Ils sont les rouages de l'industrie agro-alimentaire. Ouvriers d'abattoir ou cadres en marketing, ils ont connu le scandale. Dans ce film, ils témoignent pour la première fois. Emilie, ouvrière à la chaîne dans une usine de surgelés, David, directeur marketing chez le numéro un français du jambon, Benjamin, éleveur de poules en cage, et Roman, tueur en abattoir, savent qu'il est temps de changer de système. Petites mains ou grands patrons, ces professionnels de l'alimentation se savent impopulaires. Vache folle, oeufs contaminés, lait aux salmonelles : les scandales se sont succédé et la confiance s'est effritée.

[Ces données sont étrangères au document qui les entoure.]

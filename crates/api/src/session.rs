//! Request session extraction.
//!
//! Sign-in is handled upstream; the proxy in front of the API forwards the
//! signed-in user as `x-user-id` and their role as `x-user-role`.

use axum::extract::FromRequestParts;
use axum::http::request::Parts;
use common::UserId;

use crate::error::ApiError;

pub const USER_ID_HEADER: &str = "x-user-id";
pub const USER_ROLE_HEADER: &str = "x-user-role";

#[derive(Debug, Clone, Copy, PartialEq, Eq)]
pub enum Role {
    Customer,
    Admin,
}

impl Role {
    fn from_header(value: Option<&str>) -> Self {
        match value.map(str::trim) {
            Some(role) if role.eq_ignore_ascii_case("admin") => Role::Admin,
            _ => Role::Customer,
        }
    }
}

/// A signed-in user. Rejects the request with 401 when absent.
#[derive(Debug, Clone, Copy)]
pub struct Session {
    pub user_id: UserId,
    pub role: Role,
}

impl Session {
    fn from_parts(parts: &Parts) -> Result<Option<Self>, ApiError> {
        let Some(raw) = parts.headers.get(USER_ID_HEADER) else {
            return Ok(None);
        };
        let user_id = raw
            .to_str()
            .ok()
            .and_then(|s| s.trim().parse::<UserId>().ok())
            .ok_or_else(|| ApiError::Unauthorized(format!("Invalid {USER_ID_HEADER} header")))?;
        let role = Role::from_header(
            parts
                .headers
                .get(USER_ROLE_HEADER)
                .and_then(|v| v.to_str().ok()),
        );
        Ok(Some(Session { user_id, role }))
    }
}

impl<S: Send + Sync> FromRequestParts<S> for Session {
    type Rejection = ApiError;

    async fn from_request_parts(parts: &mut Parts, _state: &S) -> Result<Self, Self::Rejection> {
        Session::from_parts(parts)?
            .ok_or_else(|| ApiError::Unauthorized("Sign in required".to_string()))
    }
}

/// The session if there is one. Guests may check out.
#[derive(Debug, Clone, Copy)]
pub struct MaybeSession(pub Option<Session>);

impl<S: Send + Sync> FromRequestParts<S> for MaybeSession {
    type Rejection = ApiError;

    async fn from_request_parts(parts: &mut Parts, _state: &S) -> Result<Self, Self::Rejection> {
        Ok(MaybeSession(Session::from_parts(parts)?))
    }
}

/// A signed-in admin. Rejects non-admins with 403.
#[derive(Debug, Clone, Copy)]
pub struct AdminSession(pub Session);

impl<S: Send + Sync> FromRequestParts<S> for AdminSession {
    type Rejection = ApiError;

    async fn from_request_parts(parts: &mut Parts, state: &S) -> Result<Self, Self::Rejection> {
        let session = Session::from_request_parts(parts, state).await?;
        if session.role != Role::Admin {
            return Err(ApiError::Forbidden("Admin role required".to_string()));
        }
        Ok(AdminSession(session))
    }
}

#[cfg(test)]
mod tests {
    use super::*;
    use axum::http::Request;

    fn parts(headers: &[(&str, &str)]) -> Parts {
        let mut builder = Request::builder().uri("/");
        for (name, value) in headers {
            builder = builder.header(*name, *value);
        }
        builder.body(()).unwrap().into_parts().0
    }

    #[tokio::test]
    async fn test_session_from_headers() {
        let user = UserId::new();
        let id = user.to_string();
        let mut parts = parts(&[(USER_ID_HEADER, id.as_str()), (USER_ROLE_HEADER, "Admin")]);

        let session = Session::from_request_parts(&mut parts, &()).await.unwrap();
        assert_eq!(session.user_id, user);
        assert_eq!(session.role, Role::Admin);
    }

    #[tokio::test]
    async fn test_missing_session_rejected() {
        let mut parts = parts(&[]);
        let result = Session::from_request_parts(&mut parts, &()).await;
        assert!(matches!(result, Err(ApiError::Unauthorized(_))));

        let maybe = MaybeSession::from_request_parts(&mut parts, &()).await.unwrap();
        assert!(maybe.0.is_none());
    }

    #[tokio::test]
    async fn test_malformed_user_id_rejected() {
        let mut parts = parts(&[(USER_ID_HEADER, "not-a-uuid")]);
        let result = MaybeSession::from_request_parts(&mut parts, &()).await;
        assert!(matches!(result, Err(ApiError::Unauthorized(_))));
    }

    #[tokio::test]
    async fn test_customer_is_not_admin() {
        let id = UserId::new().to_string();
        let mut parts = parts(&[(USER_ID_HEADER, id.as_str())]);
        let result = AdminSession::from_request_parts(&mut parts, &()).await;
        assert!(matches!(result, Err(ApiError::Forbidden(_))));
    }
}
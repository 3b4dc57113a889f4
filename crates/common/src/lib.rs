//! Shared types for the storefront services.

pub mod ids;
pub mod money;
pub mod status;

pub use ids::{CartId, CartItemId, OrderId, OrderItemId, ProductId, UserId};
pub use money::Money;
pub use status::{OrderStatus, ParseStatusError, PaymentStatus};
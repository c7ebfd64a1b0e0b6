//! Deterministic question-cell scanner.
//!
//! One unstructured text blob — a clinical vignette followed by inlined
//! options and, in many sheets, an inlined "Respuesta: X" marker and
//! explanation — becomes a structured [`ParsedCell`] in four named stages:
//!
//! 1. marker scan over the whole text,
//! 2. label scan in increasing letter order,
//! 3. slicing with the marker span excised,
//! 4. validation.
//!
//! The scanner is a pure text transform: no I/O, no state, safe to call
//! concurrently from any number of threads.

use crate::quiz_engine::errors::ParseError;
use crate::quiz_engine::models::{AnswerOption, OptionLetter};

/// Marker keywords recognized case-insensitively. Longer forms first so
/// "respuesta correcta: B" is consumed whole rather than leaving
/// "respuesta" behind in the option text.
const MARKER_KEYWORDS: [&str; 6] = [
    "respuesta correcta",
    "respuesta",
    "correcta",
    "answer",
    "key",
    "r/",
];

/// Separators accepted between a marker keyword and its letter.
const MARKER_SEPARATORS: [char; 3] = [':', '=', '-'];

/// Delimiters accepted after an option letter. Real sheets mix all three
/// within a single cell.
const LABEL_DELIMITERS: [char; 3] = [')', '.', '-'];

/// How the correct answer for a cell is determined.
#[derive(Debug, Clone, Copy, PartialEq, Eq)]
pub enum AnswerKey {
    /// Use the letter from the inline marker; fail with
    /// [`ParseError::MissingAnswerKey`] when the cell has none.
    Inline,
    /// Use a caller-supplied letter (e.g. a separate sheet column). An
    /// inline marker, if present, is still stripped from the text but its
    /// letter is ignored.
    External(OptionLetter),
}

/// A fully parsed and validated cell, before bank-level metadata (id,
/// topic, explanation column) is attached.
#[derive(Debug, Clone, PartialEq, Eq)]
pub struct ParsedCell {
    pub stem: String,
    pub options: Vec<AnswerOption>,
    pub correct_letter: OptionLetter,
    /// Trailing text found after a marker that follows the last option.
    /// `None` when the cell carries no inline explanation.
    pub explanation: Option<String>,
}

/// Parse one raw question cell.
///
/// The text may contain embedded newlines, an answer-key marker anywhere
/// (before, between, or after the options), and 2 to 5 labeled options.
/// Any violation of the question invariants yields a specific
/// [`ParseError`] — a degraded partial record is never produced.
pub fn parse_cell(raw_text: &str, key: AnswerKey) -> Result<ParsedCell, ParseError> {
    let marker = find_marker(raw_text);
    let labels = find_labels(raw_text, marker.as_ref());
    if labels.len() < 2 {
        return Err(ParseError::NoOptionsFound);
    }

    let stem = slice_clean(raw_text, 0, labels[0].start, marker.as_ref());
    if stem.is_empty() {
        return Err(ParseError::EmptyStem);
    }

    let mut options = Vec::with_capacity(labels.len());
    let mut explanation = None;

    for (i, label) in labels.iter().enumerate() {
        let end = labels.get(i + 1).map_or(raw_text.len(), |next| next.start);
        let is_last = i + 1 == labels.len();
        let text = match marker.as_ref() {
            // A marker inside the last option's slice splits it: option
            // text before the marker, explanation paragraph after it.
            // Without a trailing marker the tail is ambiguous and stays
            // part of the option rather than being discarded.
            Some(m) if is_last && m.start >= label.body_start && m.start < end => {
                let tail = normalize_ws(&raw_text[m.end..end]);
                if !tail.is_empty() {
                    explanation = Some(tail);
                }
                normalize_ws(&raw_text[label.body_start..m.start])
            }
            _ => slice_clean(raw_text, label.body_start, end, marker.as_ref()),
        };
        // A label with no body is not a well-formed option.
        if text.is_empty() {
            continue;
        }
        options.push(AnswerOption { letter: label.letter, text });
    }
    if options.len() < 2 {
        return Err(ParseError::NoOptionsFound);
    }

    let correct_letter = match key {
        AnswerKey::External(letter) => letter,
        AnswerKey::Inline => match &marker {
            Some(m) => m.letter,
            None => return Err(ParseError::MissingAnswerKey),
        },
    };
    if !options.iter().any(|o| o.letter == correct_letter) {
        return Err(ParseError::AnswerKeyNotInOptions(correct_letter));
    }

    Ok(ParsedCell { stem, options, correct_letter, explanation })
}

// ---------------------------------------------------------------------------
// Stage 1: marker scan
// ---------------------------------------------------------------------------

#[derive(Debug, Clone, Copy)]
struct MarkerMatch {
    /// Byte span of the whole marker, keyword through letter (plus any
    /// directly attached '.' or ')'), so it can be excised from the text.
    start: usize,
    end: usize,
    letter: OptionLetter,
}

/// Locate the first answer-key marker anywhere in `text`.
fn find_marker(text: &str) -> Option<MarkerMatch> {
    let mut prev: Option<char> = None;
    for (pos, ch) in text.char_indices() {
        let at_word_start = prev.map_or(true, |p| !p.is_alphanumeric());
        if at_word_start {
            for keyword in MARKER_KEYWORDS {
                if let Some(m) = match_marker_at(text, pos, keyword) {
                    return Some(m);
                }
            }
        }
        prev = Some(ch);
    }
    None
}

/// Try to match `keyword` (then separator, then a single letter A-E) at
/// byte offset `pos`.
fn match_marker_at(text: &str, pos: usize, keyword: &str) -> Option<MarkerMatch> {
    let rest = &text[pos..];
    if rest.len() < keyword.len() || !rest.is_char_boundary(keyword.len()) {
        return None;
    }
    if !rest[..keyword.len()].eq_ignore_ascii_case(keyword) {
        return None;
    }

    let tail = &rest[keyword.len()..];
    let mut it = tail.char_indices().peekable();

    while let Some(&(_, c)) = it.peek() {
        if !c.is_whitespace() {
            break;
        }
        it.next();
    }
    // The separator is required: it is what distinguishes "Respuesta: B"
    // from prose like "answers B and C" or "correctamente".
    match it.peek() {
        Some(&(_, c)) if MARKER_SEPARATORS.contains(&c) => {
            it.next();
        }
        _ => return None,
    }
    while let Some(&(_, c)) = it.peek() {
        if !c.is_whitespace() {
            break;
        }
        it.next();
    }

    let (letter_off, letter_ch) = it.next()?;
    let letter = OptionLetter::from_char(letter_ch)?;
    // The letter must stand alone: "Answer: Because" is not a marker.
    if let Some(&(_, after)) = it.peek() {
        if after.is_alphanumeric() {
            return None;
        }
    }

    let mut end = pos + keyword.len() + letter_off + letter_ch.len_utf8();
    if let Some(&(_, after)) = it.peek() {
        if after == '.' || after == ')' {
            end += after.len_utf8();
        }
    }
    Some(MarkerMatch { start: pos, end, letter })
}

// ---------------------------------------------------------------------------
// Stage 2: label scan
// ---------------------------------------------------------------------------

#[derive(Debug, Clone, Copy)]
struct LabelMatch {
    letter: OptionLetter,
    /// Byte offset of the letter itself.
    start: usize,
    /// Byte offset just past the delimiter, where the option body begins.
    body_start: usize,
}

/// Locate option labels in strictly increasing letter order. Each letter is
/// searched from just past the previous find, so a line break inside one
/// option's body can only be mistaken for a label if it actually carries
/// the next expected letter and delimiter. Candidates overlapping the
/// marker span are skipped — "Respuesta: B." must not read as label "B.".
fn find_labels(text: &str, marker: Option<&MarkerMatch>) -> Vec<LabelMatch> {
    let mut labels: Vec<LabelMatch> = Vec::new();
    let mut from = 0usize;
    let mut expected = Some(OptionLetter::A);

    while let Some(letter) = expected {
        if let Some(label) = find_label_from(text, from, letter, marker) {
            from = label.body_start;
            labels.push(label);
        }
        expected = letter.next();
    }
    labels
}

/// First occurrence of `letter` + delimiter at or after `from`, at a word
/// start. Labels are uppercase in every sheet variant; lowercase letters
/// in running text never open an option.
fn find_label_from(
    text: &str,
    from: usize,
    letter: OptionLetter,
    marker: Option<&MarkerMatch>,
) -> Option<LabelMatch> {
    let mut prev: Option<char> = if from == 0 {
        None
    } else {
        text[..from].chars().next_back()
    };
    let mut it = text[from..].char_indices().peekable();

    while let Some((off, ch)) = it.next() {
        let pos = from + off;
        let at_word_start = prev.map_or(true, |p| p.is_whitespace());
        prev = Some(ch);
        if !at_word_start || !ch.is_ascii_uppercase() {
            continue;
        }
        if OptionLetter::from_char(ch) != Some(letter) {
            continue;
        }
        let Some(&(delim_off, delim)) = it.peek() else {
            continue;
        };
        if !LABEL_DELIMITERS.contains(&delim) {
            continue;
        }
        if let Some(m) = marker {
            if pos >= m.start && pos < m.end {
                continue;
            }
        }
        return Some(LabelMatch {
            letter,
            start: pos,
            body_start: from + delim_off + delim.len_utf8(),
        });
    }
    None
}

// ---------------------------------------------------------------------------
// Stage 3: slicing
// ---------------------------------------------------------------------------

/// Cut `text[start..end]`, excising the marker span when it falls inside,
/// and normalize the result.
fn slice_clean(text: &str, start: usize, end: usize, marker: Option<&MarkerMatch>) -> String {
    let piece = match marker {
        Some(m) if m.start >= start && m.start < end => {
            format!("{} {}", &text[start..m.start], &text[m.end..end])
        }
        _ => text[start..end].to_string(),
    };
    normalize_ws(&piece)
}

/// Collapse internal whitespace runs (including newlines) to single spaces
/// and trim both ends.
fn normalize_ws(s: &str) -> String {
    s.split_whitespace().collect::<Vec<_>>().join(" ")
}

// ---------------------------------------------------------------------------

Critique : Qu’il semble loin le temps où l’industrie agroalimentaire avait la cote. Hier perçue comme un instrument de science et de progrès indispensable pour nourrir les masses, elle est aujourd’hui communément accusée d’empoisonner le consommateur et de maltraiter les bêtes. Les « petites mains » qui besognent dans ce secteur d’activité en souffrent, montre cette enquête qui tend le micro à des hommes et des femmes employés dans un abattoir et une chaîne de fabrication de plats surgelés, ainsi qu’à un éleveur de poules en cage. Pas facile, explique ainsi Romain, tueur d’animaux de boucherie, d’être « traité d’assassin », alors qu’au fond « je fais le sale boulot que les gens ne veulent pas faire… ». Le film interroge également une poignée de cadres du secteur. « Si on ne change rien, disent-ils, dans vingt ans nous ne serons plus là. » Ils assurent que l’agroalimentaire a entamé sa mue. La transformation serait profonde. Info ou intox ? Ce documentaire ne tranche pas, c’est sa limite. Quoi qu’il en soit, il a pour mérite de donner la parole aux acteurs de cette industrie plutôt qu’aux partisans de modèles alternatifs, comme c’est l’usage. Suivi d’un débat animé par Marie Drucker, avec Gilles Fumey, professeur de géographie culturelle, et Hélène Soubelet, directrice de la Fondation pour la recherche sur la biodiversité.